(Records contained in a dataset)
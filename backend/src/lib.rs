pub mod types;
pub mod error;
pub mod logger;
pub mod conf;
pub mod ztext;
pub mod rawgenbook;
pub mod esword;
pub mod esword_schema;
pub mod versification;
pub mod versification_kjv;
pub mod versification_kjva;
pub mod versification_vulg;
pub mod verse_mapper;
pub mod markup;
pub mod extractor;
pub mod json_output;
pub mod compare;
pub mod golden;
pub mod tiers;

use std::path::PathBuf;

pub use error::{ConvertError, Result};

/// Root of the SWORD library tree, containing `mods.d/` and `modules/`.
///
/// Taken from the `SWORD_PATH` environment variable when set, otherwise
/// `~/.sword`.
pub fn get_sword_dir() -> PathBuf {
    if let Ok(p) = std::env::var("SWORD_PATH") {
        if !p.is_empty() {
            return PathBuf::from(p);
        }
    }
    match std::env::var("HOME") {
        Ok(home) => PathBuf::from(home).join(".sword"),
        Err(_) => PathBuf::from(".sword"),
    }
}
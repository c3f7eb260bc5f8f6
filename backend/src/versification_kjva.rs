//! KJVA versification: the KJV canon plus the 1611 Apocrypha, ordered as
//! in SWORD's canon_kjva.h. The apocrypha sit between Malachi and
//! Matthew and are stored in the OT data file.

use crate::versification::{BookDef, IntroLayout, Testament, VersificationSystem};
use crate::versification_kjv;

fn b(id: &str, name: &str, counts: &[i32]) -> BookDef {
    BookDef {
        id: id.to_string(),
        name: name.to_string(),
        abbrev: id.to_string(),
        testament: Testament::Ap,
        chapter_verse_counts: counts.to_vec(),
    }
}

fn apocrypha() -> Vec<BookDef> {
    vec![
        b("1Esd", "1 Esdras", &[58, 30, 24, 63, 73, 34, 15, 96, 55]),
        b("2Esd", "2 Esdras", &[40, 48, 36, 52, 56, 59, 70, 63, 47, 59, 46, 51, 58, 48, 63, 78]),
        b("Tob", "Tobit", &[22, 14, 17, 21, 22, 17, 18, 21, 6, 12, 19, 22, 18, 15]),
        b("Jdt", "Judith", &[16, 28, 10, 15, 24, 21, 32, 36, 14, 23, 23, 20, 20, 19, 13, 25]),
        b("AddEsth", "Additions to Esther", &[1, 1, 1, 1, 1, 1, 1, 1, 1, 13, 12, 6, 18, 19, 16, 24]),
        b("Wis", "Wisdom", &[16, 24, 19, 20, 23, 25, 30, 21, 18, 21, 26, 27, 19, 31, 19, 29, 21, 25, 22]),
        b("Sir", "Sirach", &[30, 18, 31, 31, 15, 37, 36, 19, 18, 31, 34, 18, 26, 27, 20, 30, 32, 33, 30, 31, 28, 27, 27, 34, 26, 29, 30, 26, 28, 25, 31, 24, 33, 31, 26, 31, 31, 34, 35, 30, 27, 25, 35, 23, 26, 20, 25, 25, 16, 29, 30]),
        b("Bar", "Baruch", &[22, 35, 37, 37, 9, 73]),
        b("PrAzar", "Prayer of Azariah", &[68]),
        b("Sus", "Susanna", &[64]),
        b("Bel", "Bel and the Dragon", &[42]),
        b("PrMan", "Prayer of Manasseh", &[1]),
        b("1Macc", "1 Maccabees", &[64, 70, 60, 61, 68, 63, 50, 32, 73, 89, 74, 53, 53, 49, 41, 24]),
        b("2Macc", "2 Maccabees", &[36, 32, 40, 50, 27, 31, 42, 36, 29, 38, 38, 45, 26, 46, 39]),
    ]
}

pub(crate) fn books() -> Vec<BookDef> {
    let kjv = versification_kjv::books();
    let mut books = Vec::with_capacity(kjv.len() + 14);
    for book in kjv {
        if book.testament == Testament::Nt && books.iter().all(|b: &BookDef| b.testament != Testament::Nt) {
            books.extend(apocrypha());
        }
        books.push(book);
    }
    books
}

pub fn system() -> VersificationSystem {
    VersificationSystem::new("KJVA", books(), IntroLayout::default())
}
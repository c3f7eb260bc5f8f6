//! Markup-to-plain-text converters for the dialects found in SWORD
//! modules: OSIS, ThML, GBF and TEI.
//!
//! All four converters share a single-pass, tag-tolerant scanner. Tags
//! the converter does not recognize are void (the tag is dropped, its
//! content kept), a `<` that does not open a well-formed tag is literal
//! text, and inter-word spacing survives tag removal byte for byte, so
//! input with no markup round-trips unchanged.

pub mod gbf;
pub mod osis;
pub mod tei;
pub mod thml;

use lazy_static::lazy_static;
use regex::Regex;

use crate::types::{ConversionResult, SourceType};

pub use gbf::GbfConverter;
pub use osis::OsisConverter;
pub use tei::TeiConverter;
pub use thml::ThmlConverter;

/// Converts one dialect of verse markup to plain text plus the
/// annotations embedded in it. Implementations are pure functions.
pub trait MarkupConverter {
    fn convert(&self, raw: &str) -> ConversionResult;
}

/// Picks the converter matching a module's declared source type.
/// `Plain` gets the OSIS converter, which passes markup-free text
/// through untouched.
pub fn converter_for(source_type: SourceType) -> Box<dyn MarkupConverter + Send + Sync> {
    match source_type {
        SourceType::Osis | SourceType::Plain => Box::new(OsisConverter::default()),
        SourceType::Thml => Box::new(ThmlConverter::default()),
        SourceType::Gbf => Box::new(GbfConverter::default()),
        SourceType::Tei => Box::new(TeiConverter::default()),
    }
}

lazy_static! {
    static ref ATTR_RE: Regex =
        Regex::new(r#"([A-Za-z][\w:.-]*)\s*=\s*"([^"]*)""#).expect("attr regex");
}

/// A scanned tag: the text between `<` and `>`, unparsed.
#[derive(Debug, Clone, Copy, PartialEq, Eq)]
pub(crate) struct Tag<'a> {
    raw: &'a str,
}

impl<'a> Tag<'a> {
    pub(crate) fn raw(&self) -> &'a str {
        self.raw
    }

    pub(crate) fn is_closing(&self) -> bool {
        self.raw.starts_with('/')
    }

    pub(crate) fn is_self_closing(&self) -> bool {
        self.raw.trim_end().ends_with('/')
    }

    /// Tag name with case preserved (GBF distinguishes `<WH…>` from
    /// `<Wh>` by case).
    pub(crate) fn name(&self) -> &'a str {
        let body = self.raw.strip_prefix('/').unwrap_or(self.raw);
        let end = body
            .find(|c: char| c.is_whitespace() || c == '/' || c == '>')
            .unwrap_or(body.len());
        &body[..end]
    }

    pub(crate) fn attr(&self, name: &str) -> Option<&'a str> {
        for caps in ATTR_RE.captures_iter(self.raw) {
            let key = caps.get(1)?.as_str();
            if key.eq_ignore_ascii_case(name) {
                return Some(caps.get(2).map(|m| m.as_str()).unwrap_or(""));
            }
        }
        None
    }
}

#[derive(Debug, Clone, Copy, PartialEq, Eq)]
pub(crate) enum Token<'a> {
    Text(&'a str),
    Tag(Tag<'a>),
}

fn looks_like_tag(inner: &str) -> bool {
    if inner.contains('<') {
        return false;
    }
    let body = inner.strip_prefix('/').unwrap_or(inner);
    matches!(
        body.chars().next(),
        Some(c) if c.is_ascii_alphabetic() || c == '!' || c == '?'
    )
}

/// Splits input into literal text runs and tags. Never fails: anything
/// that does not scan as a tag stays literal text.
pub(crate) fn tokenize(input: &str) -> Vec<Token<'_>> {
    let mut tokens = Vec::new();
    let bytes = input.as_bytes();
    let mut pos = 0;
    let mut text_start = 0;

    while pos < bytes.len() {
        if bytes[pos] == b'<' {
            let close = bytes[pos + 1..].iter().position(|&b| b == b'>');
            if let Some(rel) = close {
                let end = pos + 1 + rel;
                let inner = &input[pos + 1..end];
                if looks_like_tag(inner) {
                    if text_start < pos {
                        tokens.push(Token::Text(&input[text_start..pos]));
                    }
                    tokens.push(Token::Tag(Tag { raw: inner }));
                    pos = end + 1;
                    text_start = pos;
                    continue;
                }
            }
        }
        pos += 1;
    }

    if text_start < bytes.len() {
        tokens.push(Token::Text(&input[text_start..]));
    }

    tokens
}

/// Entity decoding happens once, after tag removal.
pub(crate) fn decode_entities(text: String) -> String {
    if text.contains('&') {
        html_escape::decode_html_entities(&text).into_owned()
    } else {
        text
    }
}

#[cfg(test)]
mod tests {
    use super::*;

    fn texts(input: &str) -> String {
        tokenize(input)
            .into_iter()
            .filter_map(|t| match t {
                Token::Text(s) => Some(s),
                Token::Tag(_) => None,
            })
            .collect()
    }

    #[test]
    fn plain_text_is_one_token() {
        let tokens = tokenize("In the beginning");
        assert_eq!(tokens, vec![Token::Text("In the beginning")]);
    }

    #[test]
    fn tags_are_split_out() {
        let tokens = tokenize("a<w>b</w>c");
        assert_eq!(tokens.len(), 5);
        assert_eq!(texts("a<w>b</w>c"), "abc");
    }

    #[test]
    fn stray_angle_brackets_stay_literal() {
        assert_eq!(texts("1 < 2 and 3 > 2"), "1 < 2 and 3 > 2");
        assert_eq!(texts("unclosed <w lemma="), "unclosed <w lemma=");
        assert_eq!(texts("<1notatag>"), "<1notatag>");
    }

    #[test]
    fn spacing_around_tags_is_preserved() {
        assert_eq!(texts("one <x/> two"), "one  two");
        assert_eq!(texts("one<x/>two"), "onetwo");
    }

    #[test]
    fn tag_accessors() {
        let tokens = tokenize(r#"<w lemma="strong:H0430" morph="x"/>"#);
        let Token::Tag(tag) = tokens[0] else { panic!() };
        assert_eq!(tag.name(), "w");
        assert!(tag.is_self_closing());
        assert!(!tag.is_closing());
        assert_eq!(tag.attr("lemma"), Some("strong:H0430"));
        assert_eq!(tag.attr("morph"), Some("x"));
        assert_eq!(tag.attr("missing"), None);

        let tokens = tokenize("</note>");
        let Token::Tag(tag) = tokens[0] else { panic!() };
        assert!(tag.is_closing());
        assert_eq!(tag.name(), "note");
    }

    #[test]
    fn combining_marks_survive() {
        let hebrew = "בְּרֵאשִׁ֖ית בָּרָ֣א אֱלֹהִ֑ים";
        assert_eq!(texts(hebrew), hebrew);
    }
}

Exercise objective:
Return exactly, and only, the lines above starting at the line that contains "fn looks_like_tag(inner: &str)" and ending at the line that contains "let mut pos = 0;".

Answer for this exercise:
fn looks_like_tag(inner: &str) -> bool {
    if inner.contains('<') {
        return false;
    }
    let body = inner.strip_prefix('/').unwrap_or(inner);
    matches!(
        body.chars().next(),
        Some(c) if c.is_ascii_alphabetic() || c == '!' || c == '?'
    )
}

/// Splits input into literal text runs and tags. Never fails: anything
/// that does not scan as a tag stays literal text.
pub(crate) fn tokenize(input: &str) -> Vec<Token<'_>> {
    let mut tokens = Vec::new();
    let bytes = input.as_bytes();
    let mut pos = 0;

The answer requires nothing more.